Assignment
Below are entries; output exactly the lines from the one with "let Some((last, parents))" to the one with "assert_eq!(changes[0].new, json!(8));", both included, and nothing else.

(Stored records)
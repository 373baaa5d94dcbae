use std::collections::HashSet;

use serde_json::Value;
use tracing::{debug, info, warn};

use crate::error::{Error, Relation, Result};
use crate::models::constants::{is_operational, ROOT_IDENTIFIER};
use crate::models::criteria::Criteria;
use crate::models::node::Node;
use crate::models::subscription::{Sink, Subscription};

use super::Manager;

impl Manager {
    /// Link every non-operational node under its parent, then register
    /// secondary dependencies.
    ///
    /// # Errors
    /// Configuration errors: a missing parent, a parent cycle, or a
    /// dependency on the root, the node itself, an ancestor or a descendant.
    pub fn build_tree(&mut self) -> Result<()> {
        let identifiers: Vec<String> = self
            .nodes
            .keys()
            .filter(|id| !is_operational(id))
            .cloned()
            .collect();

        for identifier in &identifiers {
            self.link(identifier)?;
        }
        self.tree_built = true;

        for identifier in &identifiers {
            self.register_dependencies(identifier)?;
        }

        info!(nodes = identifiers.len(), "tree built");
        Ok(())
    }

    /// Graft a node into a built tree: link it and register its dependencies.
    ///
    /// On failure the node is not added.
    pub fn add_node(&mut self, node: Node) -> Result<()> {
        if !self.tree_built {
            return Err(Error::TreeNotBuilt);
        }

        let identifier = node.identifier().to_string();
        self.insert(node)?;
        if is_operational(&identifier) {
            return Ok(());
        }

        let result = self
            .link(&identifier)
            .and_then(|()| self.check_dependents_of(&identifier))
            .and_then(|()| self.register_dependencies(&identifier));

        if let Err(e) = result {
            self.unregister_dependencies(&identifier);
            self.unlink(&identifier);
            self.nodes.remove(&identifier);
            return Err(e);
        }

        info!(node = %identifier, "node added");
        Ok(())
    }

    /// Prune a node and all its descendants.
    ///
    /// Returns `Ok(None)` when no such node exists.
    ///
    /// # Errors
    /// `Error::OperationalNode` for operational nodes such as the root.
    pub fn remove_node(&mut self, identifier: &str) -> Result<Option<Node>> {
        if is_operational(identifier) {
            return Err(Error::OperationalNode {
                identifier: identifier.to_string(),
            });
        }

        let Some(node) = self.nodes.get(identifier) else {
            warn!(node = %identifier, "remove requested for unknown node");
            return Ok(None);
        };

        let children: Vec<String> = node.children.iter().cloned().collect();
        for child in children {
            self.remove_node(&child)?;
        }

        self.unregister_dependencies(identifier);
        self.unlink(identifier);

        let Some(node) = self.nodes.remove(identifier) else {
            return Ok(None);
        };
        for id in node.subscriptions.keys() {
            self.subscription_owners.remove(id);
        }

        info!(node = %identifier, "node removed");
        Ok(Some(node))
    }

    /// Ancestors of a node, nearest first, ending at the root.
    pub fn ancestors_for(&self, identifier: &str) -> Vec<&Node> {
        self.ancestor_ids(identifier)
            .iter()
            .filter_map(|id| self.nodes.get(id))
            .collect()
    }

    /// Descendants of a node in depth-first order.
    pub fn descendants_for(&self, identifier: &str) -> Vec<&Node> {
        let mut descendants = Vec::new();
        let Some(node) = self.nodes.get(identifier) else {
            return descendants;
        };
        let mut stack: Vec<&str> = node.children.iter().rev().map(String::as_str).collect();
        let mut seen = HashSet::new();

        while let Some(id) = stack.pop() {
            if !seen.insert(id) {
                continue;
            }
            if let Some(node) = self.nodes.get(id) {
                descendants.push(node);
                stack.extend(node.children.iter().rev().map(String::as_str));
            }
        }

        descendants
    }

    fn ancestor_ids(&self, identifier: &str) -> Vec<String> {
        let mut ancestors = Vec::new();
        let mut seen = HashSet::new();
        let mut current = self.nodes.get(identifier).and_then(|n| n.parent.clone());

        while let Some(id) = current {
            if !seen.insert(id.clone()) {
                break;
            }
            current = self.nodes.get(&id).and_then(|n| n.parent.clone());
            ancestors.push(id);
        }

        ancestors
    }

    fn link(&mut self, identifier: &str) -> Result<()> {
        let parent = self
            .nodes
            .get(identifier)
            .ok_or_else(|| Error::UnknownNode {
                identifier: identifier.to_string(),
            })?
            .parent
            .clone()
            .unwrap_or_else(|| ROOT_IDENTIFIER.to_string());

        if !self.nodes.contains_key(&parent) {
            return Err(Error::MissingParent {
                node: identifier.to_string(),
                parent,
            });
        }
        if parent == identifier || self.ancestor_ids(&parent).iter().any(|a| a == identifier) {
            return Err(Error::ParentCycle {
                node: identifier.to_string(),
                parent,
            });
        }

        if let Some(node) = self.nodes.get_mut(identifier) {
            node.parent = Some(parent.clone());
        }
        if let Some(parent_node) = self.nodes.get_mut(&parent) {
            parent_node.add_child(identifier, Some(&parent))?;
        }

        debug!(node = %identifier, parent = %parent, "linked");
        Ok(())
    }

    fn unlink(&mut self, identifier: &str) {
        let parent = self.nodes.get(identifier).and_then(|n| n.parent.clone());
        if let Some(parent) = parent.and_then(|p| self.nodes.get_mut(&p)) {
            parent.remove_child(identifier);
        }
    }

    /// Subscribe a node to the events of every identifier it depends on.
    ///
    /// The subscriptions live on the root and match on the dependency's
    /// identifier, so they work wherever the dependency sits in the tree.
    pub(super) fn register_dependencies(&mut self, identifier: &str) -> Result<()> {
        let node = self.nodes.get(identifier).ok_or_else(|| Error::UnknownNode {
            identifier: identifier.to_string(),
        })?;
        node.validate_dependencies()?;

        let dependencies = node.dependencies.identifiers();
        if dependencies.is_empty() {
            self.unregister_dependencies(identifier);
            return Ok(());
        }

        let ancestors: HashSet<String> = self.ancestor_ids(identifier).into_iter().collect();
        let descendants: HashSet<String> = self
            .descendants_for(identifier)
            .iter()
            .map(|n| n.identifier().to_string())
            .collect();

        for dependency in &dependencies {
            let relation = if ancestors.contains(dependency) {
                Some(Relation::Ancestor)
            } else if descendants.contains(dependency) {
                Some(Relation::Descendant)
            } else {
                None
            };
            if let Some(relation) = relation {
                return Err(Error::DependencyCycle {
                    node: identifier.to_string(),
                    dependency: dependency.clone(),
                    relation,
                });
            }
        }

        self.unregister_dependencies(identifier);

        let mut subscription_ids = Vec::with_capacity(dependencies.len());
        for dependency in dependencies {
            let mut criteria = Criteria::new();
            criteria.insert("identifier".to_string(), Value::String(dependency));
            let subscription = Subscription::new(
                None,
                criteria,
                Criteria::new(),
                Sink::Dependent(identifier.to_string()),
            );
            subscription_ids.push(subscription.id.clone());
            self.attach_subscription(ROOT_IDENTIFIER, subscription);
        }

        debug!(
            node = %identifier,
            count = subscription_ids.len(),
            "dependency subscriptions registered"
        );
        self.dependency_subscriptions
            .insert(identifier.to_string(), subscription_ids);
        Ok(())
    }

    fn unregister_dependencies(&mut self, identifier: &str) {
        if let Some(ids) = self.dependency_subscriptions.remove(identifier) {
            for id in ids {
                self.detach_subscription(&id);
            }
        }
    }

    /// A freshly grafted node must not be a dependency of one of its ancestors.
    fn check_dependents_of(&self, identifier: &str) -> Result<()> {
        for ancestor in self.ancestors_for(identifier) {
            if ancestor.dependencies.identifiers().contains(identifier) {
                return Err(Error::DependencyCycle {
                    node: ancestor.identifier().to_string(),
                    dependency: identifier.to_string(),
                    relation: Relation::Descendant,
                });
            }
        }
        Ok(())
    }
}
//! Recursive property merge with change tracking.

use serde_json::{json, Map, Value};

use super::types::Properties;

/// A single leaf-level change produced by a merge.
#[derive(Debug, Clone, PartialEq)]
pub struct PropertyChange {
    pub path: Vec<String>,
    pub old: Value,
    pub new: Value,
}

impl PropertyChange {
    /// Dotted form of the path, e.g. `hardware.disks.count`.
    pub fn dotted_path(&self) -> String {
        self.path.join(".")
    }
}

/// Merge `new` into `old`, returning the merged map and the changes made.
///
/// Maps on both sides merge recursively; any other differing value is
/// replaced. Keys whose merged value is null are dropped from the result.
pub fn merge_properties(old: &Properties, new: &Properties) -> (Properties, Vec<PropertyChange>) {
    let (merged, changes) = merge_at(old, new, &[]);
    (strip_nulls(merged), changes)
}

fn merge_at(old: &Properties, new: &Properties, prefix: &[String]) -> (Properties, Vec<PropertyChange>) {
    let mut merged = old.clone();
    let mut changes = Vec::new();

    for (key, new_value) in new {
        let mut path = prefix.to_vec();
        path.push(key.clone());

        match (old.get(key), new_value) {
            (Some(Value::Object(old_map)), Value::Object(new_map)) => {
                let (nested, nested_changes) = merge_at(old_map, new_map, &path);
                merged.insert(key.clone(), Value::Object(nested));
                changes.extend(nested_changes);
            }
            (old_value, _) => {
                let old_value = old_value.cloned().unwrap_or(Value::Null);
                if old_value != *new_value {
                    merged.insert(key.clone(), new_value.clone());
                    changes.push(PropertyChange {
                        path,
                        old: old_value,
                        new: new_value.clone(),
                    });
                }
            }
        }
    }

    (merged, changes)
}

fn strip_nulls(map: Properties) -> Properties {
    map.into_iter()
        .filter(|(_, value)| !value.is_null())
        .map(|(key, value)| match value {
            Value::Object(inner) => (key, Value::Object(strip_nulls(inner))),
            other => (key, other),
        })
        .collect()
}

/// Record `[old, new]` at `path` inside a nested delta map.
pub fn record_delta(delta: &mut Properties, path: &[String], old: Value, new: Value) {
    let Some((last, parents)) = path.split_last() else {
        return;
    };

    let mut current = delta;
    for segment in parents {
        let entry = current
            .entry(segment.clone())
            .or_insert_with(|| Value::Object(Map::new()));
        if !entry.is_object() {
            *entry = Value::Object(Map::new());
        }
        let Value::Object(next) = entry else {
            return;
        };
        current = next;
    }
    current.insert(last.clone(), json!([old, new]));
}

#[cfg(test)]
mod tests {
    use super::*;

    fn props(value: Value) -> Properties {
        match value {
            Value::Object(map) => map,
            _ => Properties::new(),
        }
    }

    #[test]
    fn test_identical_properties_produce_no_changes() {
        let old = props(json!({"a": 1, "b": {"c": "x"}}));
        let (merged, changes) = merge_properties(&old, &old.clone());
        assert_eq!(merged, old);
        assert!(changes.is_empty());
    }

    #[test]
    fn test_nested_merge_keeps_untouched_keys() {
        let old = props(json!({"hw": {"cpus": 4, "ram": 16}, "region": "eu"}));
        let new = props(json!({"hw": {"cpus": 8}}));
        let (merged, changes) = merge_properties(&old, &new);

        assert_eq!(merged, props(json!({"hw": {"cpus": 8, "ram": 16}, "region": "eu"})));
        assert_eq!(changes.len(), 1);
        assert_eq!(changes[0].dotted_path(), "hw.cpus");
        assert_eq!(changes[0].old, json!(4));
        assert_eq!(changes[0].new, json!(8));
    }

    #[test]
    fn test_null_removes_key_and_records_change() {
        let old = props(json!({"a": 1, "b": {"c": 2, "d": 3}}));
        let new = props(json!({"a": null, "b": {"c": null}}));
        let (merged, changes) = merge_properties(&old, &new);

        assert_eq!(merged, props(json!({"b": {"d": 3}})));
        assert_eq!(changes.len(), 2);
    }

    #[test]
    fn test_null_for_missing_key_is_not_a_change() {
        let (merged, changes) = merge_properties(&Properties::new(), &props(json!({"a": null})));
        assert!(merged.is_empty());
        assert!(changes.is_empty());
    }

    #[test]
    fn test_scalar_replaces_map() {
        let old = props(json!({"a": {"b": 1}}));
        let new = props(json!({"a": "flat"}));
        let (merged, changes) = merge_properties(&old, &new);
        assert_eq!(merged["a"], json!("flat"));
        assert_eq!(changes[0].old, json!({"b": 1}));
    }

    #[test]
    fn test_record_delta_nests_by_path() {
        let mut delta = Properties::new();
        record_delta(&mut delta, &["hw".to_string(), "cpus".to_string()], json!(4), json!(8));
        record_delta(&mut delta, &["status".to_string()], json!("up"), json!("down"));

        assert_eq!(
            Value::Object(delta),
            json!({"hw": {"cpus": [4, 8]}, "status": ["up", "down"]})
        );
    }
}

Answer box
    let Some((last, parents)) = path.split_last() else {
        return;
    };

    let mut current = delta;
    for segment in parents {
        let entry = current
            .entry(segment.clone())
            .or_insert_with(|| Value::Object(Map::new()));
        if !entry.is_object() {
            *entry = Value::Object(Map::new());
        }
        let Value::Object(next) = entry else {
            return;
        };
        current = next;
    }
    current.insert(last.clone(), json!([old, new]));
}

#[cfg(test)]
mod tests {
    use super::*;

    fn props(value: Value) -> Properties {
        match value {
            Value::Object(map) => map,
            _ => Properties::new(),
        }
    }

    #[test]
    fn test_identical_properties_produce_no_changes() {
        let old = props(json!({"a": 1, "b": {"c": "x"}}));
        let (merged, changes) = merge_properties(&old, &old.clone());
        assert_eq!(merged, old);
        assert!(changes.is_empty());
    }

    #[test]
    fn test_nested_merge_keeps_untouched_keys() {
        let old = props(json!({"hw": {"cpus": 4, "ram": 16}, "region": "eu"}));
        let new = props(json!({"hw": {"cpus": 8}}));
        let (merged, changes) = merge_properties(&old, &new);

        assert_eq!(merged, props(json!({"hw": {"cpus": 8, "ram": 16}, "region": "eu"})));
        assert_eq!(changes.len(), 1);
        assert_eq!(changes[0].dotted_path(), "hw.cpus");
        assert_eq!(changes[0].old, json!(4));
        assert_eq!(changes[0].new, json!(8));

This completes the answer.